(SOURCE MATERIAL begins)

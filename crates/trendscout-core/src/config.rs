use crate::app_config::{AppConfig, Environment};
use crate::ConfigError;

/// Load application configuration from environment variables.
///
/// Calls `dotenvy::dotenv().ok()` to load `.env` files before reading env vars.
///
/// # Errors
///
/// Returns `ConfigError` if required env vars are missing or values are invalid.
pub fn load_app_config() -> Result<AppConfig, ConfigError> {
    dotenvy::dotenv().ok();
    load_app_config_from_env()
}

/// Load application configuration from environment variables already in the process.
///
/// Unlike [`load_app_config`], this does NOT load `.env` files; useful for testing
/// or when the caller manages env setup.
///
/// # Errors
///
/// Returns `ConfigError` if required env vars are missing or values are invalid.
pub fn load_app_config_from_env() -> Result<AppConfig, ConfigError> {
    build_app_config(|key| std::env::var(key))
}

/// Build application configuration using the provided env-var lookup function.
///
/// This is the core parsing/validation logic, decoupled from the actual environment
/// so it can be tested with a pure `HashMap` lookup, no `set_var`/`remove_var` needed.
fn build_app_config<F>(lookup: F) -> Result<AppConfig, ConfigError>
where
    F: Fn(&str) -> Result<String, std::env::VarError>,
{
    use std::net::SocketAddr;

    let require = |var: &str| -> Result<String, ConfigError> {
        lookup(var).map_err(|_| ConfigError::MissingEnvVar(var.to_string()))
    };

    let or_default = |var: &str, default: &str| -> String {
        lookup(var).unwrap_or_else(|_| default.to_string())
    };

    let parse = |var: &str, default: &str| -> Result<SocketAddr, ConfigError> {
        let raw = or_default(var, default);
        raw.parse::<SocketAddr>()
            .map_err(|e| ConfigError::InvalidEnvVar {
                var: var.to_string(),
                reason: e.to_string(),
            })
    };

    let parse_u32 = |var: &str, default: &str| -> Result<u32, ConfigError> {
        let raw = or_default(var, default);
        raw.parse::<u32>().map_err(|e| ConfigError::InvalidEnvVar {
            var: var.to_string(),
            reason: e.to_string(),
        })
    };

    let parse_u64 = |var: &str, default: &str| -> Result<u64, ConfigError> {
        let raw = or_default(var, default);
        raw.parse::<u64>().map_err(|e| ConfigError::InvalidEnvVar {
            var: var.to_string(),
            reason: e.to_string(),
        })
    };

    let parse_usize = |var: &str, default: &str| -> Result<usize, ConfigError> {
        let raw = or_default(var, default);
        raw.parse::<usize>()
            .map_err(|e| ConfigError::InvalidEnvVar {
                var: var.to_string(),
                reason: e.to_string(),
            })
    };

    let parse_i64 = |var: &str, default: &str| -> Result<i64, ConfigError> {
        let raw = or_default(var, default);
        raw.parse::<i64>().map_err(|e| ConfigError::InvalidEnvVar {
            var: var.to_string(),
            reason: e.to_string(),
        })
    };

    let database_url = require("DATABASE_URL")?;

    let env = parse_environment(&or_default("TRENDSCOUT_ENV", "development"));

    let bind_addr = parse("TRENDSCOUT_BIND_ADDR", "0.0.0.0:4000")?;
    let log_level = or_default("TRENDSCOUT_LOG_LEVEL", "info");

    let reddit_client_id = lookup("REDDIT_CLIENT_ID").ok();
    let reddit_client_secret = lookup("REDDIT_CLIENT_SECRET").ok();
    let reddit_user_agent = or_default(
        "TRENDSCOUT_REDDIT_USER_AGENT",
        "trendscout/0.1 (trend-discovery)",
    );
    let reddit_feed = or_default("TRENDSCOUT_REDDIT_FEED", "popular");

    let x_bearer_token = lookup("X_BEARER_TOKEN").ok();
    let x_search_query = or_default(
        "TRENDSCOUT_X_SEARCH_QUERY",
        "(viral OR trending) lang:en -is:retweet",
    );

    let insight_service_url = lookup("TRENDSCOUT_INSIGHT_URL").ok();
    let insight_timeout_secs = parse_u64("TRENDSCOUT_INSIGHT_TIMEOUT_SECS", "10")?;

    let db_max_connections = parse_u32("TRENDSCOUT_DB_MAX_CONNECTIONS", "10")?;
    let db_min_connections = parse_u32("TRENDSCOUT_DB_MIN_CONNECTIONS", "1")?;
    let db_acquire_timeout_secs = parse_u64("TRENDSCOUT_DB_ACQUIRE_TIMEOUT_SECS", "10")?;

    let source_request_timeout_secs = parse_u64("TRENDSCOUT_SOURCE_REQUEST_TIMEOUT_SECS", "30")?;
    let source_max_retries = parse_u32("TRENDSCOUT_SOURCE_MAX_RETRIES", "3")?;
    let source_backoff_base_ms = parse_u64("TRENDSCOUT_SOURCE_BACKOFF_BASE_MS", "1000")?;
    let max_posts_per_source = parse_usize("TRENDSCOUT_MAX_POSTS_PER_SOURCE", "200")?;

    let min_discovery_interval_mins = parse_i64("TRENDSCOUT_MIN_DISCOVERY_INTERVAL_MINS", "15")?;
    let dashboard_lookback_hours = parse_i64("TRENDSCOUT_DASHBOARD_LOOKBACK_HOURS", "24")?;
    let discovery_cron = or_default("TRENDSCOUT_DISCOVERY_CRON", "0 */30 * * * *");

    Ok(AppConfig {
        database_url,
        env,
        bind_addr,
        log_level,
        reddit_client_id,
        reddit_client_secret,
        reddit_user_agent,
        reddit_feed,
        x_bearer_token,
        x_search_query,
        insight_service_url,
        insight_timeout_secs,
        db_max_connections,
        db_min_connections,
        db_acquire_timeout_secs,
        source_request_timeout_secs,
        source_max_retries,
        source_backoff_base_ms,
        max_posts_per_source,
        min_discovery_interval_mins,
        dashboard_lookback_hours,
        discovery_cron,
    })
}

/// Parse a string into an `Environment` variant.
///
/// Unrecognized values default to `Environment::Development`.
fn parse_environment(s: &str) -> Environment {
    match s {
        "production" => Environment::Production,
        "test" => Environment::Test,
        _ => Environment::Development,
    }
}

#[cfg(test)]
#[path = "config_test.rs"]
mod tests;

(SOURCE MATERIAL ends)

**PROBLEM TO WORK ON**
From the listing above, collect every line that mentions the word "Result".

**WRITTEN SOLUTION**
pub fn load_app_config() -> Result<AppConfig, ConfigError> {
pub fn load_app_config_from_env() -> Result<AppConfig, ConfigError> {
fn build_app_config<F>(lookup: F) -> Result<AppConfig, ConfigError>
    F: Fn(&str) -> Result<String, std::env::VarError>,
    let require = |var: &str| -> Result<String, ConfigError> {
    let parse = |var: &str, default: &str| -> Result<SocketAddr, ConfigError> {
    let parse_u32 = |var: &str, default: &str| -> Result<u32, ConfigError> {
    let parse_u64 = |var: &str, default: &str| -> Result<u64, ConfigError> {
    let parse_usize = |var: &str, default: &str| -> Result<usize, ConfigError> {
    let parse_i64 = |var: &str, default: &str| -> Result<i64, ConfigError> {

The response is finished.